For more than 70 years, the popular theory surrounding the building of Stonehenge has been that the key bluestones were transported by land and sea on a journey from the Preseli mountains in south-west Wales to Wiltshire.

Geologists and archaeologists have long supported the 216-mile epic-trek theory, despite the Herculean effort that would have been involved in moving 80 stones, each weighing around four tons, with little more than muscle-power.

But according to a book being published next week by one of the foremost authorities on stone circles, the epic trek almost certainly never happened.

The stones may well have been taken from Wales to Wiltshire, but it was ice-age glaciers that carried the rock, rather than prehistoric man. The builders of Stonehenge, about 4,600 years ago, simply used what had become local stone.

Aubrey Burl, an archaeologist who has studied stone circles for more than 30 years, rejects the idea that the Welsh stones were chosen because of their magical powers, and says there is irrefutable evidence that the same kind of Welsh stone was on Salisbury Plain before Stonehenge was built. He also lists evidence in the Yale University Press book, Great Stone Circles, of glacial deposits - known as erratics - of the Welsh stone along a line between Presili and Wiltshire.

Stonehenge is made up of two types of stone, sarsens from the Avebury area 18 miles north of Stonehenge, and a mix of dolerites (bluestones) from the Preseli mountains. It was the geologist Herbert Thomas who in 1923 linked the bluestones with the Carn Meini ridge of the Preseli mountains. "Since that time it has been popularly accepted that the stones could only have reached Salisbury Plain by human effort,'' Mr Burl said.

But he added that research showed that prehistoric societies did not move massive blocks from any great distance. "When there was convenient stone they used stone. When there was not they used timber or earth,'' he said.

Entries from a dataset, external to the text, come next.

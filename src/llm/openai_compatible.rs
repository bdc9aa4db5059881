// ABOUTME: Generic OpenAI-compatible LLM provider for local and cloud endpoints
// ABOUTME: Supports Ollama, vLLM, LocalAI, and any OpenAI-compatible chat completions API
//
// SPDX-License-Identifier: MIT OR Apache-2.0
// Copyright (c) 2025 Pierre Fitness Intelligence

//! # `OpenAI`-Compatible Provider
//!
//! Generic implementation for any `OpenAI`-compatible LLM endpoint. Useful for
//! running the companion persona against a local model during development.
//!
//! ## Supported Backends
//!
//! - **Ollama**: <http://localhost:11434/v1>
//! - **vLLM**: <http://localhost:8000/v1>
//! - **`LocalAI`**: <http://localhost:8080/v1>

use async_trait::async_trait;
use reqwest::{Client, RequestBuilder};
use serde::{Deserialize, Serialize};
use std::time::Duration;
use tracing::{debug, error, info, instrument};

use super::{
    upstream_status_error, upstream_transport_error, ChatMessage, ChatRequest, ChatResponse,
    LlmProvider, TokenUsage,
};
use crate::config::LlmConfig;
use crate::constants::{llm, service_names};
use crate::errors::AppError;

// ============================================================================
// API Request/Response Types (OpenAI-compatible format)
// ============================================================================

#[derive(Debug, Serialize)]
struct OpenAiRequest {
    model: String,
    messages: Vec<OpenAiMessage>,
    #[serde(skip_serializing_if = "Option::is_none")]
    temperature: Option<f32>,
    #[serde(skip_serializing_if = "Option::is_none")]
    max_tokens: Option<u32>,
    stream: bool,
}

#[derive(Debug, Clone, Serialize, Deserialize)]
struct OpenAiMessage {
    role: String,
    content: String,
}

impl From<&ChatMessage> for OpenAiMessage {
    fn from(msg: &ChatMessage) -> Self {
        Self {
            role: msg.role.as_str().to_owned(),
            content: msg.content.clone(),
        }
    }
}

#[derive(Debug, Deserialize)]
struct OpenAiResponse {
    choices: Vec<OpenAiChoice>,
    #[serde(default)]
    usage: Option<OpenAiUsage>,
    model: String,
}

#[derive(Debug, Deserialize)]
struct OpenAiChoice {
    message: OpenAiResponseMessage,
    finish_reason: Option<String>,
}

#[derive(Debug, Deserialize)]
struct OpenAiResponseMessage {
    content: Option<String>,
}

#[derive(Debug, Deserialize)]
struct OpenAiUsage {
    prompt_tokens: u32,
    completion_tokens: u32,
    total_tokens: u32,
}

#[derive(Debug, Deserialize)]
struct OpenAiErrorResponse {
    error: OpenAiErrorDetail,
}

#[derive(Debug, Deserialize)]
struct OpenAiErrorDetail {
    message: String,
    #[serde(rename = "type")]
    error_type: Option<String>,
}

// ============================================================================
// Provider Configuration
// ============================================================================

/// Configuration for the `OpenAI`-compatible provider
#[derive(Debug, Clone)]
pub struct OpenAiCompatibleConfig {
    /// Base URL for the API (e.g., <http://localhost:11434/v1>)
    pub base_url: String,
    /// API key (optional for local servers)
    pub api_key: Option<String>,
    /// Default model to use
    pub default_model: String,
}

impl OpenAiCompatibleConfig {
    /// Build from server configuration
    #[must_use]
    pub fn from_llm_config(config: &LlmConfig) -> Self {
        Self {
            base_url: config.openai_compat_base_url.clone(),
            api_key: config.openai_compat_api_key.clone(),
            default_model: config
                .model
                .clone()
                .unwrap_or_else(|| llm::OPENAI_COMPAT_DEFAULT_MODEL.to_owned()),
        }
    }

    /// Detect the backend from the port for display purposes
    fn backend(&self) -> (&'static str, &'static str) {
        if self.base_url.contains(":11434") {
            ("ollama", "Ollama (Local)")
        } else if self.base_url.contains(":8000") {
            ("vllm", "vLLM (Local)")
        } else if self.base_url.contains(":8080") {
            ("localai", "LocalAI")
        } else {
            ("openai-compatible", "OpenAI-compatible")
        }
    }
}

impl Default for OpenAiCompatibleConfig {
    fn default() -> Self {
        Self {
            base_url: llm::OPENAI_COMPAT_BASE_URL.to_owned(),
            api_key: None,
            default_model: llm::OPENAI_COMPAT_DEFAULT_MODEL.to_owned(),
        }
    }
}

// ============================================================================
// Provider Implementation
// ============================================================================

/// Generic `OpenAI`-compatible LLM provider
pub struct OpenAiCompatibleProvider {
    client: Client,
    config: OpenAiCompatibleConfig,
}

impl OpenAiCompatibleProvider {
    /// Create a new provider with the given configuration
    ///
    /// # Errors
    ///
    /// Returns an error if the HTTP client cannot be created.
    pub fn new(config: OpenAiCompatibleConfig) -> Result<Self, AppError> {
        let client = Client::builder()
            .connect_timeout(Duration::from_secs(llm::HTTP_CONNECT_TIMEOUT_SECS))
            .timeout(Duration::from_secs(llm::HTTP_REQUEST_TIMEOUT_SECS))
            .build()
            .map_err(|e| AppError::internal(format!("Failed to create HTTP client: {e}")))?;

        info!(
            "Initializing {} provider: base_url={}, model={}",
            config.backend().1,
            config.base_url,
            config.default_model
        );

        Ok(Self { client, config })
    }

    /// Build the API URL for a given endpoint
    fn api_url(&self, endpoint: &str) -> String {
        format!(
            "{}/{}",
            self.config.base_url.trim_end_matches('/'),
            endpoint
        )
    }

    /// System prompt goes first as a `system` role message
    fn convert_messages(request: &ChatRequest) -> Vec<OpenAiMessage> {
        request
            .system
            .iter()
            .map(|system| OpenAiMessage {
                role: "system".to_owned(),
                content: system.clone(),
            })
            .chain(request.messages.iter().map(OpenAiMessage::from))
            .collect()
    }

    /// Add authorization header if API key is configured
    fn add_auth_header(&self, request: RequestBuilder) -> RequestBuilder {
        if let Some(ref api_key) = self.config.api_key {
            request.header("Authorization", format!("Bearer {api_key}"))
        } else {
            request
        }
    }

    /// Parse error response from API
    fn parse_error_response(status: reqwest::StatusCode, body: &str) -> AppError {
        let detail = serde_json::from_str::<OpenAiErrorResponse>(body).map_or_else(
            |_| body.to_owned(),
            |parsed| {
                format!(
                    "{} - {}",
                    parsed.error.error_type.as_deref().unwrap_or("unknown"),
                    parsed.error.message
                )
            },
        );
        upstream_status_error(service_names::OPENAI_COMPATIBLE, status, &detail)
    }
}

#[async_trait]
impl LlmProvider for OpenAiCompatibleProvider {
    fn name(&self) -> &'static str {
        self.config.backend().0
    }

    fn display_name(&self) -> &'static str {
        self.config.backend().1
    }

    fn default_model(&self) -> &str {
        &self.config.default_model
    }

    #[instrument(skip(self, request), fields(llm.provider = self.name(), llm.messages = request.messages.len()))]
    async fn complete(&self, request: &ChatRequest) -> Result<ChatResponse, AppError> {
        let model = request
            .model
            .as_deref()
            .unwrap_or(&self.config.default_model);

        let openai_request = OpenAiRequest {
            model: model.to_owned(),
            messages: Self::convert_messages(request),
            temperature: request.temperature,
            max_tokens: request.max_tokens,
            stream: false,
        };

        debug!(
            "Sending chat completion request with {} messages",
            openai_request.messages.len()
        );

        let http_request = self
            .client
            .post(self.api_url("chat/completions"))
            .header("Content-Type", "application/json")
            .json(&openai_request);

        let response = self
            .add_auth_header(http_request)
            .send()
            .await
            .map_err(|e| {
                error!("Failed to send request to {}: {e}", self.config.base_url);
                upstream_transport_error(service_names::OPENAI_COMPATIBLE, &e)
            })?;

        let status = response.status();
        let body = response
            .text()
            .await
            .map_err(|e| upstream_transport_error(service_names::OPENAI_COMPATIBLE, &e))?;

        if !status.is_success() {
            return Err(Self::parse_error_response(status, &body));
        }

        let openai_response: OpenAiResponse = serde_json::from_str(&body).map_err(|e| {
            error!("Failed to parse API response: {e}");
            AppError::external_service(
                service_names::OPENAI_COMPATIBLE,
                format!("Failed to parse response: {e}"),
            )
        })?;

        let choice = openai_response.choices.into_iter().next().ok_or_else(|| {
            AppError::external_service(service_names::OPENAI_COMPATIBLE, "API returned no choices")
        })?;

        let content = choice
            .message
            .content
            .filter(|c| !c.is_empty())
            .ok_or_else(|| {
                AppError::external_service(
                    service_names::OPENAI_COMPATIBLE,
                    "Response contained no content",
                )
            })?;

        Ok(ChatResponse {
            content,
            model: openai_response.model,
            usage: openai_response.usage.map(|u| TokenUsage {
                prompt_tokens: u.prompt_tokens,
                completion_tokens: u.completion_tokens,
                total_tokens: u.total_tokens,
            }),
            finish_reason: choice.finish_reason,
        })
    }

    async fn health_check(&self) -> Result<bool, AppError> {
        let response = self
            .add_auth_header(self.client.get(self.api_url("models")))
            .send()
            .await;

        match response {
            Ok(resp) => Ok(resp.status().is_success()),
            Err(e) => {
                debug!("Health check failed: {e}");
                Ok(false)
            }
        }
    }
}

#[cfg(test)]
mod tests {
    use super::*;

    #[test]
    fn test_backend_detection() {
        let config = OpenAiCompatibleConfig::default();
        assert_eq!(config.backend().0, "ollama");

        let vllm = OpenAiCompatibleConfig {
            base_url: "http://localhost:8000/v1".to_owned(),
            ..OpenAiCompatibleConfig::default()
        };
        assert_eq!(vllm.backend().0, "vllm");
    }

    #[test]
    fn test_system_prompt_leads_messages() {
        let request = ChatRequest::new(vec![ChatMessage::user("안녕")]).with_system("persona");
        let messages = OpenAiCompatibleProvider::convert_messages(&request);
        assert_eq!(messages.len(), 2);
        assert_eq!(messages[0].role, "system");
        assert_eq!(messages[1].role, "user");
    }

    #[test]
    fn test_parse_error_response() {
        let body = r#"{"error":{"message":"Rate limit reached","type":"rate_limit"}}"#;
        let error = OpenAiCompatibleProvider::parse_error_response(
            reqwest::StatusCode::TOO_MANY_REQUESTS,
            body,
        );
        assert!(error.code.is_transient());
        assert!(error.message.contains("Rate limit reached"));
    }
}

At Stonehenge, "the discoverers [of the stones] may have ambitiously planned a concentric circle for the 83 holes, but when the last bluestone was unearthed and the countryside scoured no more were found ... [and] the scheme was modified into a less impressive single circle of about 57 stones. Even in the golden age of prehistory there could be blunders, and Stonehenge was no exception.''

5 Great Stone Circles, published next week by Yale University Press, pounds 19.95.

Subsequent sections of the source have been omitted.